- _Data_
::::::::

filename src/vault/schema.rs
//! The fixed dataset schema.
//!
//! Table and column names match the files written by earlier releases,
//! so a bare database from one of them opens without conversion.

use rusqlite::Connection;

use crate::errors::{LakError, Result};

/// Version marker written into `db_version` for new datasets.
pub const SCHEMA_VERSION: &str = "0.0.1";

const CREATE_SQL: &str = "
CREATE TABLE secrets (
    secretId INTEGER PRIMARY KEY AUTOINCREMENT,
    name TEXT NOT NULL,
    secret TEXT NOT NULL,
    login TEXT,
    website TEXT,
    groupId INTEGER,
    lastAccess TIMESTAMP DEFAULT CURRENT_TIMESTAMP,
    FOREIGN KEY(groupId) REFERENCES groups(groupId) ON DELETE SET NULL
);
CREATE TABLE groups (
    groupId INTEGER PRIMARY KEY AUTOINCREMENT,
    name TEXT NOT NULL,
    iconId TEXT DEFAULT 'key'
);
CREATE TABLE db_version (
    version TEXT NOT NULL,
    upgradedAt TIMESTAMP DEFAULT CURRENT_TIMESTAMP
);
";

/// Columns every valid dataset must carry, per table.
const EXPECTED: &[(&str, &[&str])] = &[
    (
        "secrets",
        &[
            "secretId",
            "name",
            "secret",
            "login",
            "website",
            "groupId",
            "lastAccess",
        ],
    ),
    ("groups", &["groupId", "name", "iconId"]),
    ("db_version", &["version"]),
];

/// Create the tables and the version row on an empty connection.
pub fn init(conn: &Connection) -> Result<()> {
    conn.execute_batch(CREATE_SQL)?;
    conn.execute(
        "INSERT INTO db_version (version) VALUES (?1)",
        [SCHEMA_VERSION],
    )?;
    Ok(())
}

/// Connection-level settings applied to every dataset connection.
///
/// Foreign keys are off by default in SQLite; switching them on makes the
/// `ON DELETE SET NULL` clause fire however a group row disappears.
pub fn configure(conn: &Connection) -> Result<()> {
    conn.execute_batch("PRAGMA foreign_keys = ON;")?;
    Ok(())
}

/// Check that `conn` holds a dataset of the expected schema.
///
/// Any engine error here (including "file is not a database") means the
/// bytes were not a dataset, so everything maps to `Format`.
pub fn validate(conn: &Connection) -> Result<()> {
    for (table, columns) in EXPECTED {
        let present = table_columns(conn, table)
            .map_err(|e| LakError::Format(format!("unreadable dataset: {e}")))?;

        if present.is_empty() {
            return Err(LakError::Format(format!("missing table '{table}'")));
        }
        for column in *columns {
            if !present.iter().any(|c| c == column) {
                return Err(LakError::Format(format!(
                    "table '{table}' is missing column '{column}'"
                )));
            }
        }
    }

    let versions: i64 = conn
        .query_row("SELECT COUNT(*) FROM db_version", [], |row| row.get(0))
        .map_err(|e| LakError::Format(format!("unreadable version marker: {e}")))?;
    if versions == 0 {
        return Err(LakError::Format("missing schema version marker".into()));
    }

    Ok(())
}

fn table_columns(conn: &Connection, table: &str) -> rusqlite::Result<Vec<String>> {
    let mut stmt = conn.prepare("SELECT name FROM pragma_table_info(?1)")?;
    let rows = stmt.query_map([table], |row| row.get::<_, String>(0))?;
    rows.collect()
}

#[cfg(test)]
mod tests {
    use super::*;

    #[test]
    fn fresh_schema_validates() {
        let conn = Connection::open_in_memory().unwrap();
        init(&conn).unwrap();
        assert!(validate(&conn).is_ok());
    }

    #[test]
    fn empty_database_is_rejected() {
        let conn = Connection::open_in_memory().unwrap();
        assert!(matches!(validate(&conn), Err(LakError::Format(_))));
    }

    #[test]
    fn missing_column_is_rejected() {
        let conn = Connection::open_in_memory().unwrap();
        conn.execute_batch(
            "CREATE TABLE secrets (secretId INTEGER PRIMARY KEY, name TEXT);
             CREATE TABLE groups (groupId INTEGER PRIMARY KEY, name TEXT, iconId TEXT);
             CREATE TABLE db_version (version TEXT);
             INSERT INTO db_version VALUES ('0.0.1');",
        )
        .unwrap();
        let err = validate(&conn).unwrap_err();
        assert!(err.to_string().contains("secret"));
    }

    #[test]
    fn version_row_is_written() {
        let conn = Connection::open_in_memory().unwrap();
        init(&conn).unwrap();
        let v: String = conn
            .query_row("SELECT version FROM db_version", [], |r| r.get(0))
            .unwrap();
        assert_eq!(v, SCHEMA_VERSION);
    }
}
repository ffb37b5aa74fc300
pub mod bridge;
pub mod cli;
pub mod config;
pub mod crypto;
pub mod errors;
pub mod passgen;
pub mod vault;
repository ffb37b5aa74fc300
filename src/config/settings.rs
use std::path::{Path, PathBuf};

use serde::{Deserialize, Serialize};

use crate::errors::{LakError, Result};
use crate::passgen::Charset;

/// User configuration, loaded from `lak.toml`.
///
/// Every field has a default, so `lak` works without any config file.
#[derive(Debug, Clone, Serialize, Deserialize)]
#[serde(deny_unknown_fields)]
pub struct Settings {
    /// Vault file used when `--vault` is not given.
    #[serde(default = "default_vault_path")]
    pub vault_path: PathBuf,

    /// Length of generated passwords.
    #[serde(default = "default_generator_length")]
    pub generator_length: usize,

    /// Character set for generated passwords.
    #[serde(default)]
    pub generator_charset: Charset,

    /// `tracing` filter used when `LAK_LOG` is unset (e.g. "warn",
    /// "lockandkey=debug").
    #[serde(default = "default_log_level")]
    pub log_level: String,
}

// ── Serde default helpers ────────────────────────────────────────────

fn default_vault_path() -> PathBuf {
    PathBuf::from("vault.lak")
}

fn default_generator_length() -> usize {
    16
}

fn default_log_level() -> String {
    "warn".to_string()
}

// ── Implementation ───────────────────────────────────────────────────

impl Default for Settings {
    fn default() -> Self {
        Self {
            vault_path: default_vault_path(),
            generator_length: default_generator_length(),
            generator_charset: Charset::default(),
            log_level: default_log_level(),
        }
    }
}

impl Settings {
    /// Name of the config file we look for in the working directory.
    pub const FILE_NAME: &'static str = "lak.toml";

    /// Load settings from `<dir>/lak.toml`.
    ///
    /// A missing file yields the defaults.  A file that exists but cannot
    /// be parsed is an error.
    pub fn load(dir: &Path) -> Result<Self> {
        let config_path = dir.join(Self::FILE_NAME);

        if !config_path.exists() {
            return Ok(Self::default());
        }

        let contents = std::fs::read_to_string(&config_path)?;

        let settings: Settings = toml::from_str(&contents).map_err(|e| {
            LakError::Config(format!("Failed to parse {}: {e}", config_path.display()))
        })?;

        Ok(settings)
    }

    /// Resolve the vault file: an explicit path wins, otherwise the
    /// configured one relative to `dir`.
    pub fn vault_path(&self, dir: &Path, explicit: Option<&Path>) -> PathBuf {
        match explicit {
            Some(path) => path.to_path_buf(),
            None => dir.join(&self.vault_path),
        }
    }
}

// ── Tests ────────────────────────────────────────────────────────────

#[cfg(test)]
mod tests {
    use super::*;
    use std::fs;
    use tempfile::TempDir;

    #[test]
    fn default_settings_are_sensible() {
        let s = Settings::default();
        assert_eq!(s.vault_path, PathBuf::from("vault.lak"));
        assert_eq!(s.generator_length, 16);
        assert_eq!(s.generator_charset, Charset::Full);
        assert_eq!(s.log_level, "warn");
    }

    #[test]
    fn load_returns_defaults_when_no_config_file() {
        let tmp = TempDir::new().unwrap();
        let settings = Settings::load(tmp.path()).unwrap();
        assert_eq!(settings.generator_length, 16);
    }

    #[test]
    fn load_parses_toml_file() {
        let tmp = TempDir::new().unwrap();
        let config = r#"
vault_path = "secrets/home.lak"
generator_length = 24
generator_charset = "urlsafe"
log_level = "debug"
"#;
        fs::write(tmp.path().join("lak.toml"), config).unwrap();

        let settings = Settings::load(tmp.path()).unwrap();
        assert_eq!(settings.vault_path, PathBuf::from("secrets/home.lak"));
        assert_eq!(settings.generator_length, 24);
        assert_eq!(settings.generator_charset, Charset::Urlsafe);
        assert_eq!(settings.log_level, "debug");
    }

    #[test]
    fn load_uses_defaults_for_missing_fields() {
        let tmp = TempDir::new().unwrap();
        fs::write(tmp.path().join("lak.toml"), "generator_length = 8\n").unwrap();

        let settings = Settings::load(tmp.path()).unwrap();
        assert_eq!(settings.generator_length, 8);
        assert_eq!(settings.generator_charset, Charset::Full);
        assert_eq!(settings.vault_path, PathBuf::from("vault.lak"));
    }

    #[test]
    fn load_errors_on_invalid_toml() {
        let tmp = TempDir::new().unwrap();
        fs::write(tmp.path().join("lak.toml"), "not valid {{toml").unwrap();

        let result = Settings::load(tmp.path());
        assert!(matches!(result, Err(LakError::Config(_))));
    }

    #[test]
    fn load_errors_on_unknown_key() {
        let tmp = TempDir::new().unwrap();
        fs::write(tmp.path().join("lak.toml"), "argon2_iterations = 3\n").unwrap();

        assert!(matches!(
            Settings::load(tmp.path()),
            Err(LakError::Config(_))
        ));
    }

    #[test]
    fn vault_path_prefers_explicit_path() {
        let s = Settings::default();
        let dir = Path::new("/home/user");
        assert_eq!(
            s.vault_path(dir, Some(Path::new("/tmp/other.lak"))),
            PathBuf::from("/tmp/other.lak")
        );
        assert_eq!(s.vault_path(dir, None), PathBuf::from("/home/user/vault.lak"));
    }
}
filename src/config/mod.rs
pub mod settings;

pub use settings::Settings;
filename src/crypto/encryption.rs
//! AES-256-GCM authenticated encryption with a detached tag.
//!
//! The vault layout keeps the tag in front of the ciphertext, so this
//! module hands the three parts back separately instead of the usual
//! `ciphertext || tag` blob.

use aes_gcm::aead::{AeadInPlace, KeyInit, OsRng};
use aes_gcm::{AeadCore, Aes256Gcm, Nonce, Tag};

use crate::errors::{LakError, Result};

/// Size of the AES-256-GCM nonce in bytes.
pub const NONCE_LEN: usize = 12;

/// Size of the GCM authentication tag in bytes.
pub const TAG_LEN: usize = 16;

/// Output of a single `encrypt` call.
pub struct Sealed {
    pub nonce: [u8; NONCE_LEN],
    pub tag: [u8; TAG_LEN],
    pub ciphertext: Vec<u8>,
}

/// Encrypt `plaintext` with a 32-byte `key` under a fresh random nonce.
pub fn encrypt(key: &[u8], plaintext: &[u8]) -> Result<Sealed> {
    let cipher = Aes256Gcm::new_from_slice(key)
        .map_err(|e| LakError::EncryptionFailed(format!("invalid key length: {e}")))?;

    let nonce = Aes256Gcm::generate_nonce(&mut OsRng);

    let mut buffer = plaintext.to_vec();
    let tag = cipher
        .encrypt_in_place_detached(&nonce, b"", &mut buffer)
        .map_err(|e| LakError::EncryptionFailed(format!("encryption error: {e}")))?;

    let mut sealed = Sealed {
        nonce: [0u8; NONCE_LEN],
        tag: [0u8; TAG_LEN],
        ciphertext: buffer,
    };
    sealed.nonce.copy_from_slice(&nonce);
    sealed.tag.copy_from_slice(&tag);
    Ok(sealed)
}

/// Decrypt and authenticate.  Any failure, including a bad key length,
/// is reported as `WrongPasswordOrCorrupt`; no plaintext escapes.
pub fn decrypt(key: &[u8], nonce: &[u8], tag: &[u8], ciphertext: &[u8]) -> Result<Vec<u8>> {
    if nonce.len() != NONCE_LEN || tag.len() != TAG_LEN {
        return Err(LakError::WrongPasswordOrCorrupt);
    }

    let cipher = Aes256Gcm::new_from_slice(key).map_err(|_| LakError::WrongPasswordOrCorrupt)?;

    let mut buffer = ciphertext.to_vec();
    cipher
        .decrypt_in_place_detached(
            Nonce::from_slice(nonce),
            b"",
            &mut buffer,
            Tag::from_slice(tag),
        )
        .map_err(|_| LakError::WrongPasswordOrCorrupt)?;

    Ok(buffer)
}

::::::::

- _Task details_
Copy out each line of the data above, exactly, if it lies between the line holding "#[derive(Debug, Clone, Serialize, Deserialize)]" and the line holding "impl Default for", inclusive; copy no other line.

- _Written response_
#[derive(Debug, Clone, Serialize, Deserialize)]
#[serde(deny_unknown_fields)]
pub struct Settings {
    /// Vault file used when `--vault` is not given.
    #[serde(default = "default_vault_path")]
    pub vault_path: PathBuf,

    /// Length of generated passwords.
    #[serde(default = "default_generator_length")]
    pub generator_length: usize,

    /// Character set for generated passwords.
    #[serde(default)]
    pub generator_charset: Charset,

    /// `tracing` filter used when `LAK_LOG` is unset (e.g. "warn",
    /// "lockandkey=debug").
    #[serde(default = "default_log_level")]
    pub log_level: String,
}

// ── Serde default helpers ────────────────────────────────────────────

fn default_vault_path() -> PathBuf {
    PathBuf::from("vault.lak")
}

fn default_generator_length() -> usize {
    16
}

fn default_log_level() -> String {
    "warn".to_string()
}

// ── Implementation ───────────────────────────────────────────────────

impl Default for Settings {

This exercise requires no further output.